• _Problem description_:
What is needed here is an exact repetition of the records below, beginning at the line that has "let result = self.export(open, &mut" and stopping after the line that has "write_xml(&report, &output)?;".

::::::

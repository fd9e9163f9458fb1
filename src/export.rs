//! One complete run: pre-flight, namespace discovery or report export, and error reporting.
//!
//! # Run sequence
//!
//! 1. The assembly path must be an existing file; otherwise [`Error::FileNotFound`] is
//!    returned before any resource is opened.
//! 2. In discovery mode the assembly is opened, its exported namespaces are printed and the
//!    run ends. No report and no log file are written; events go to the console only.
//! 3. Otherwise the run log is created, the assembly is opened, the report is built and the
//!    XML document is written next to the assembly.
//!
//! Any failure after step 1 is folded into [`Error::InvalidFormat`] or [`Error::Unexpected`],
//! recorded as an `[ERROR]` event and returned. The log file and the metadata source are owned
//! by the run and closed on every path.

use std::{
    io::Write,
    path::{Path, PathBuf},
};

use chrono::Local;

use crate::{
    config::ExportConfig,
    filter::ExportFilter,
    metadata::{loader::CilAssemblySource, MetadataSource},
    namespaces::{discover_namespaces, write_namespace_listing},
    report::{xml::write_xml, ReportBuilder},
    runlog::{EventLog, Level, RunLog},
    Error, Result,
};

/// How a successful run ended.
#[derive(Debug, Clone, PartialEq, Eq)]
pub enum Outcome {
    /// The report was written.
    Exported {
        /// The XML document
        output: PathBuf,
        /// The run log
        log: PathBuf,
    },
    /// Discovery mode listed these namespaces.
    Namespaces(Vec<String>),
}

/// Runs exports for one configuration.
#[derive(Debug, Clone)]
pub struct Exporter {
    config: ExportConfig,
}

impl Exporter {
    /// Create an exporter.
    #[must_use]
    pub fn new(config: ExportConfig) -> Self {
        Exporter { config }
    }

    /// Run against the assembly on disk, read through `dotscope`.
    ///
    /// `out` receives the namespace listing in discovery mode.
    ///
    /// # Errors
    /// See [`Exporter::run_with`].
    pub fn run(&self, out: &mut dyn Write) -> Result<Outcome> {
        self.run_with(CilAssemblySource::open, out)
    }

    /// Run with a custom metadata reader.
    ///
    /// `open` is called at most once, with the configured assembly path, after the pre-flight
    /// check has passed.
    ///
    /// # Errors
    /// - [`Error::FileNotFound`] if the assembly path is not an existing file
    /// - [`Error::Io`] if the run log cannot be created
    /// - [`Error::InvalidFormat`] or [`Error::Unexpected`] for failures during the run; these
    ///   have already been recorded in the run log when returned
    pub fn run_with<S, F>(&self, open: F, out: &mut dyn Write) -> Result<Outcome>
    where
        S: MetadataSource,
        F: FnOnce(&Path) -> Result<S>,
    {
        let path = &self.config.assembly_path;
        if !path.is_file() {
            return Err(Error::FileNotFound(path.clone()));
        }

        if self.config.namespace.is_discovery() {
            let mut log = RunLog::console();
            let result = discover(path, open, out);
            return report_failure(result.map(Outcome::Namespaces), &mut log);
        }

        let log_path = self.config.log_path(&Local::now())?;
        let mut log = RunLog::create(&log_path)?;

        let result = self.export(open, &mut log).and_then(|output| {
            log.record(
                Level::Success,
                &format!("Export complete. XML saved to '{}'", output.display()),
            )?;
            log.info(&format!("Log file saved as '{}'", log_path.display()))?;
            Ok(Outcome::Exported {
                output,
                log: log_path.clone(),
            })
        });

        report_failure(result, &mut log)
    }

    fn export<S, F>(&self, open: F, log: &mut dyn EventLog) -> Result<PathBuf>
    where
        S: MetadataSource,
        F: FnOnce(&Path) -> Result<S>,
    {
        let path = &self.config.assembly_path;
        log.info(&format!("Reading assembly: {}", path.display()))?;
        let source = open(path)?;

        let filter = ExportFilter::new(self.config.namespace.constraint());
        let report = ReportBuilder::new(filter, log).build(&source)?;

        let output = self.config.output_path();
        write_xml(&report, &output)?;
        Ok(output)
    }
}

fn discover<S, F>(path: &Path, open: F, out: &mut dyn Write) -> Result<Vec<String>>
where
    S: MetadataSource,
    F: FnOnce(&Path) -> Result<S>,
{
    let source = open(path)?;
    let namespaces = discover_namespaces(&source)?;
    write_namespace_listing(out, &namespaces)?;
    Ok(namespaces)
}

/// Record a failed run as a fatal `[ERROR]` event and hand the error back.
fn report_failure(result: Result<Outcome>, log: &mut dyn EventLog) -> Result<Outcome> {
    result.map_err(|err| {
        let fatal = err.into_fatal();
        if let Err(log_err) = log.record(Level::Error, &fatal.to_string()) {
            log::warn!("could not record failure in the run log: {log_err}");
        }
        fatal
    })
}

#[cfg(test)]
mod tests {
    use std::fs;

    use super::*;
    use crate::{
        config::NamespaceFilter,
        metadata::{AssemblyMetadata, ModuleMetadata, TypeMetadata, Visibility},
    };

    fn game() -> AssemblyMetadata {
        AssemblyMetadata::new("Game").with_module(
            ModuleMetadata::new("Game.dll")
                .with_type(TypeMetadata::new("Game", "Player", Visibility::Public))
                .with_type(TypeMetadata::new("Game.UI", "Menu", Visibility::Public)),
        )
    }

    struct Fixture {
        dir: tempfile::TempDir,
        assembly: PathBuf,
        logs: PathBuf,
    }

    fn fixture() -> Fixture {
        let dir = tempfile::tempdir().unwrap();
        let assembly = dir.path().join("Game.dll");
        fs::write(&assembly, b"MZ").unwrap();
        let logs = dir.path().join("logs");
        fs::create_dir(&logs).unwrap();
        Fixture {
            dir,
            assembly,
            logs,
        }
    }

    #[test]
    fn missing_file_opens_nothing() {
        let fixture = fixture();
        let config = ExportConfig::new(fixture.dir.path().join("Missing.dll"))
            .with_log_dir(&fixture.logs);

        let mut opened = false;
        let result = Exporter::new(config).run_with(
            |_| {
                opened = true;
                Ok(game())
            },
            &mut Vec::new(),
        );

        assert!(matches!(result, Err(Error::FileNotFound(_))));
        assert!(!opened);
        assert_eq!(fs::read_dir(&fixture.logs).unwrap().count(), 0);
    }

    #[test]
    fn directory_is_not_an_assembly() {
        let fixture = fixture();
        let config = ExportConfig::new(fixture.dir.path()).with_log_dir(&fixture.logs);

        let result = Exporter::new(config).run_with(|_| Ok(game()), &mut Vec::new());

        assert!(matches!(result, Err(Error::FileNotFound(_))));
        assert_eq!(fs::read_dir(&fixture.logs).unwrap().count(), 0);
    }

    #[test]
    fn export_writes_report_and_log() {
        let fixture = fixture();
        let config = ExportConfig::new(&fixture.assembly).with_log_dir(&fixture.logs);

        let outcome = Exporter::new(config)
            .run_with(|_| Ok(game()), &mut Vec::new())
            .unwrap();

        let Outcome::Exported { output, log } = outcome else {
            panic!("expected an export");
        };
        assert_eq!(output, fixture.dir.path().join("Game_Export.xml"));
        assert!(log.starts_with(&fixture.logs));

        let xml = fs::read_to_string(&output).unwrap();
        assert!(xml.contains("FullName=\"Game.Player\""));
        assert!(xml.contains("FullName=\"Game.UI.Menu\""));

        let log_text = fs::read_to_string(&log).unwrap();
        let lines: Vec<_> = log_text.lines().collect();
        assert!(lines[0].contains("[INFO] Reading assembly: "));
        assert!(lines[1].ends_with("[INFO] Processing module: Game.dll"));
        assert!(lines[lines.len() - 2].contains("[SUCCESS] Export complete. XML saved to '"));
        assert!(lines[lines.len() - 1].contains("[INFO] Log file saved as '"));
    }

    #[test]
    fn discovery_writes_no_files() {
        let fixture = fixture();
        let config = ExportConfig::new(&fixture.assembly)
            .with_namespace(NamespaceFilter::Discover)
            .with_log_dir(&fixture.logs);

        let mut out = Vec::new();
        let outcome = Exporter::new(config)
            .run_with(|_| Ok(game()), &mut out)
            .unwrap();

        assert_eq!(
            outcome,
            Outcome::Namespaces(vec!["Game".to_string(), "Game.UI".to_string()])
        );
        assert_eq!(
            String::from_utf8(out).unwrap(),
            "Available namespaces:\n- Game\n- Game.UI\n"
        );
        assert_eq!(fs::read_dir(&fixture.logs).unwrap().count(), 0);
        assert!(!fixture.dir.path().join("Game_Export.xml").exists());
    }

    #[test]
    fn invalid_format_is_logged_and_no_report_is_written() {
        let fixture = fixture();
        let config = ExportConfig::new(&fixture.assembly).with_log_dir(&fixture.logs);

        let result = Exporter::new(config).run_with(
            |_| -> Result<AssemblyMetadata> { Err(Error::InvalidFormat) },
            &mut Vec::new(),
        );

        assert!(matches!(result, Err(Error::InvalidFormat)));
        assert!(!fixture.dir.path().join("Game_Export.xml").exists());

        let log_file = fs::read_dir(&fixture.logs)
            .unwrap()
            .next()
            .unwrap()
            .unwrap()
            .path();
        let log_text = fs::read_to_string(log_file).unwrap();
        assert!(log_text
            .lines()
            .last()
            .unwrap()
            .ends_with("[ERROR] Invalid assembly format."));
    }

    #[test]
    fn unexpected_errors_carry_their_message() {
        let fixture = fixture();
        let config = ExportConfig::new(&fixture.assembly).with_log_dir(&fixture.logs);

        let result = Exporter::new(config).run_with(
            |_| -> Result<AssemblyMetadata> { Err(std::io::Error::other("mmap failed").into()) },
            &mut Vec::new(),
        );

        let err = result.unwrap_err();
        assert!(err.is_fatal());
        assert_eq!(err.to_string(), "Unexpected error: mmap failed");
    }
}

::::::

• _Response area_:
        let result = self.export(open, &mut log).and_then(|output| {
            log.record(
                Level::Success,
                &format!("Export complete. XML saved to '{}'", output.display()),
            )?;
            log.info(&format!("Log file saved as '{}'", log_path.display()))?;
            Ok(Outcome::Exported {
                output,
                log: log_path.clone(),
            })
        });

        report_failure(result, &mut log)
    }

    fn export<S, F>(&self, open: F, log: &mut dyn EventLog) -> Result<PathBuf>
    where
        S: MetadataSource,
        F: FnOnce(&Path) -> Result<S>,
    {
        let path = &self.config.assembly_path;
        log.info(&format!("Reading assembly: {}", path.display()))?;
        let source = open(path)?;

        let filter = ExportFilter::new(self.config.namespace.constraint());
        let report = ReportBuilder::new(filter, log).build(&source)?;

        let output = self.config.output_path();
        write_xml(&report, &output)?;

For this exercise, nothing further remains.